When you think on it, though, it becomes apparent that coming to the cause of non-interventionism is no easy step.  Support for interventionism, on the other hand, is second nature.  To start with, everyone around you already supports interventionism to some extent, and the antiwar are ridiculed.  To intervene also satisfies our instinctive inability to trace out the secondary consequences of military action.  It is only by a Herculean act of moral transformation that most of us come to the cause non-interventionism in the first place.  Many grew up associating interventionism with our national symbols, as well as associating “Anti-American” with all those damn America-hating war protesters.  It’s cultural, but it’s also egged on by the State that feeds on it. 

And the tyranny at home that is a byproduct of our foreign intervention, advances at such a leisurely pace that it’s ignored.  As Chris Coyne and Abigail Hall detail in Perfecting Tyranny: Foreign Intervention as Experimentation in State Control, US foreign interventions are just trial runs of what will eventually be directed at us, the citizens, in what they dub the “boomerang effect”.  The tactics used by our soldiers in the Mideast, will tomorrow be enshrined as standard procedure by our local police.  But the tyranny we’ll suffer tomorrow is never traced back to the techniques perfected on a foreign battlefield.  The surveillance, crowd control, weapons of war, as well as the military mindset, is never seen as inextricably linked to our continuous military intervention. 

In Battlestar Galactica, William Adama illustrates a principle that should be repeated daily by members of a free society:

“There’s a reason you separate military and the police. One fights the enemies of the state, the other serves and protects the people. When the military becomes both, then the enemies of the state tend to become the people.”

As militarism continues overseas, law enforcement continues its transformation into a domestic military.  The implicit aim of law enforcement transforms from protecting the people, to protecting the State.  This is intertwined with our foreign policy.  But in our modern, present-oriented culture, tracing this back to militarism is impossible for most.  And it clashes with the prejudice in favor of intervention.

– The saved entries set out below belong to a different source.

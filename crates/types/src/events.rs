//! Status change events and the visitor-facing status view.

use std::fmt;

use chrono::{DateTime, Utc};
use serde::{Deserialize, Serialize};

use crate::types::{Visitor, VisitorId, VisitorStatus};

/// A committed flip of a visitor's access status.
///
/// Events are not persisted. They are produced from the before and after
/// images of one committed write, so per-visitor event order equals commit
/// order.
#[derive(Debug, Clone, PartialEq, Eq, Serialize, Deserialize)]
pub struct StatusChangeEvent {
    /// Visitor whose status changed.
    pub visitor_id: VisitorId,
    /// Status before the write.
    pub previous_status: VisitorStatus,
    /// Status after the write.
    pub new_status: VisitorStatus,
    /// Ban reason when the new status is `banned`.
    #[serde(default)]
    pub reason: Option<String>,
    /// Commit time.
    pub timestamp: DateTime<Utc>,
}

impl StatusChangeEvent {
    /// Derives the event for a write, if the write flipped the status.
    ///
    /// A first write (no `before` image) never counts as a flip.
    #[must_use]
    pub fn between(before: Option<&Visitor>, after: &Visitor, now: DateTime<Utc>) -> Option<Self> {
        let before = before?;
        if before.status == after.status {
            return None;
        }
        Some(Self {
            visitor_id: after.id,
            previous_status: before.status,
            new_status: after.status,
            reason: after.ban_reason.clone(),
            timestamp: now,
        })
    }

    /// Returns true when the visitor became banned.
    #[must_use]
    pub fn is_ban(&self) -> bool {
        self.new_status == VisitorStatus::Banned
    }
}

/// Status exposed to non-admin callers.
///
/// `Unknown` is returned whenever the status could not be determined. It is
/// never collapsed into `Active`.
#[derive(Debug, Clone, Copy, PartialEq, Eq, Serialize, Deserialize)]
#[serde(rename_all = "snake_case")]
pub enum PublicStatus {
    /// Visitor may use the site.
    Active,
    /// Visitor is banned.
    Banned,
    /// Status could not be determined.
    Unknown,
}

impl From<VisitorStatus> for PublicStatus {
    fn from(status: VisitorStatus) -> Self {
        match status {
            VisitorStatus::Active => Self::Active,
            VisitorStatus::Banned => Self::Banned,
        }
    }
}

impl fmt::Display for PublicStatus {
    fn fmt(&self, f: &mut fmt::Formatter<'_>) -> fmt::Result {
        f.write_str(match self {
            Self::Active => "active",
            Self::Banned => "banned",
            Self::Unknown => "unknown",
        })
    }
}

#[cfg(test)]
#[allow(clippy::unwrap_used, clippy::expect_used)]
mod tests {
    use super::*;
    use crate::types::{BanCategory, FingerprintHash};

    fn banned(mut visitor: Visitor) -> Visitor {
        visitor.status = VisitorStatus::Banned;
        visitor.ban_reason = Some("spam".to_string());
        visitor.ban_category = Some(BanCategory::Normal);
        visitor.ban_timestamp = Some(Utc::now());
        visitor
    }

    #[test]
    fn test_between_detects_flip_only() {
        let active =
            Visitor::first_contact(VisitorId::generate(), FingerprintHash::new("f"), Utc::now());
        let now = Utc::now();

        assert!(StatusChangeEvent::between(None, &active, now).is_none());
        assert!(StatusChangeEvent::between(Some(&active), &active, now).is_none());

        let after = banned(active.clone());
        let event = StatusChangeEvent::between(Some(&active), &after, now).unwrap();
        assert_eq!(event.previous_status, VisitorStatus::Active);
        assert_eq!(event.new_status, VisitorStatus::Banned);
        assert_eq!(event.reason.as_deref(), Some("spam"));
        assert!(event.is_ban());
    }

    #[test]
    fn test_public_status_serializes_lowercase() {
        assert_eq!(serde_json::to_string(&PublicStatus::Unknown).unwrap(), "\"unknown\"");
        assert_eq!(PublicStatus::from(VisitorStatus::Banned), PublicStatus::Banned);
    }
}
impl State {
    fn apply_ban_record_change(&mut self, id: VisitorId, change: BanRecordChange) {
        let records = self.ban_records.entry(id).or_default();
        match change {
            BanRecordChange::Unchanged => {},
            BanRecordChange::Open(record) => {
                for active in records.iter_mut().filter(|r| r.is_active) {
                    active.is_active = false;
                    active.lifted_at = Some(record.timestamp);
                    active.lifted_by = Some(record.admin_id.clone());
                }
                records.push(record);
            },
            BanRecordChange::Close { at, by } => {
                for active in records.iter_mut().filter(|r| r.is_active) {
                    active.is_active = false;
                    active.lifted_at = Some(at);
                    active.lifted_by = by.clone();
                }
            },
            BanRecordChange::Recategorize(category) => {
                for active in records.iter_mut().filter(|r| r.is_active) {
                    active.category = category;
                }
            },
        }
    }

    fn publish(&self, event: &StatusChangeEvent) {
        if let Some(watchers) = self.watchers.get(&event.visitor_id) {
            // No receivers is fine: nobody is watching.
            let _ = watchers.sender.send(event.clone());
        }
    }

    /// Subscribes to `id`, opening its channel if nobody watches it yet.
    fn subscribe(
        &mut self,
        id: VisitorId,
        capacity: usize,
    ) -> (broadcast::Receiver<StatusChangeEvent>, u64) {
        if let Some(watchers) = self.watchers.get(&id) {
            return (watchers.sender.subscribe(), watchers.generation);
        }
        let generation = self.next_generation;
        self.next_generation += 1;
        let (sender, receiver) = broadcast::channel(capacity);
        self.watchers.insert(id, Watchers { sender, generation });
        (receiver, generation)
    }

    /// Drops channels whose last subscription has gone.
    fn release_watchers(&mut self, id: VisitorId) {
        if self.watchers.get(&id).is_some_and(|w| w.sender.receiver_count() == 0) {
            self.watchers.remove(&id);
        }
        self.stalled.retain(|sender| sender.receiver_count() > 0);
    }

    fn is_fed(&self, id: VisitorId, generation: u64) -> bool {
        self.watchers.get(&id).is_some_and(|w| w.generation == generation)
    }

    fn owner_is_live(&self, hash: &FingerprintHash) -> Option<VisitorId> {
        self.fingerprint_owners.get(hash).copied().filter(|owner| self.visitors.contains_key(owner))
    }
}

/// Process-local document store.
pub struct InMemoryStore {
    state: Arc<RwLock<State>>,
    failures_remaining: AtomicU32,
    latency: Mutex<Duration>,
    watch_capacity: usize,
}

It’s a spell, and it’s almost impossible to break.  For most, it would take an effort too great, with the only reward knowing that almost everyone around you is perpetuating a nightmare for those around the globe, for freely lending their consent as citizens to the unleashing of death and chaos on some distant land.  It’s far easier to allow the language of the political class lull our moral selves to sleep and let the Warfare State have what it wants.

As Cypher said, when speaking to Agent Smith:

“I know this steak doesn’t exist. I know that when I put it in my mouth, the Matrix is telling my brain that it is juicy and delicious…ignorance is bliss.”

It’s easy to believe an easy lie.  It’s easier to believe the pleasant illusion that US military might is a force for good in the world, than wake up in a vat only to see clearly the machine you had been a slave to, and see your fellow citizens still a slave, and forever beyond your reach. 

What’s to be done?  While difficult, resisting interventionism isn’t futile.  Ron Paul’s twin Presidential bids proved that minds can be changed.  I have Paul to thank for my conversion, and I can’t believe that it’s impossible to effectively communicate the principles that would restrain and starve the Warfare State.  Communicating non-interventionism successfully seems to hinge on stepping over the emotional tripwires that many have subconsciously erected in their minds to block a change of opinion on war and peace.  It means using language that is relatable to the specific person.  It also means not wasting time on those who are forever beyond the reach of argument.  It also means having patience, coaxing someone toward non-interventionism, allowing them to follow the logic of non-interventionism for themselves, rather than running roughshod over their objections.  

Patience and optimism, these are our weapons in the battle for the hearts and minds of the people living in the decadent Empire.  Maybe it’s futile, be we should act as if it’s possible to break the spell, to turn the tide of opinion.  If it can happen to me, it can happen to others.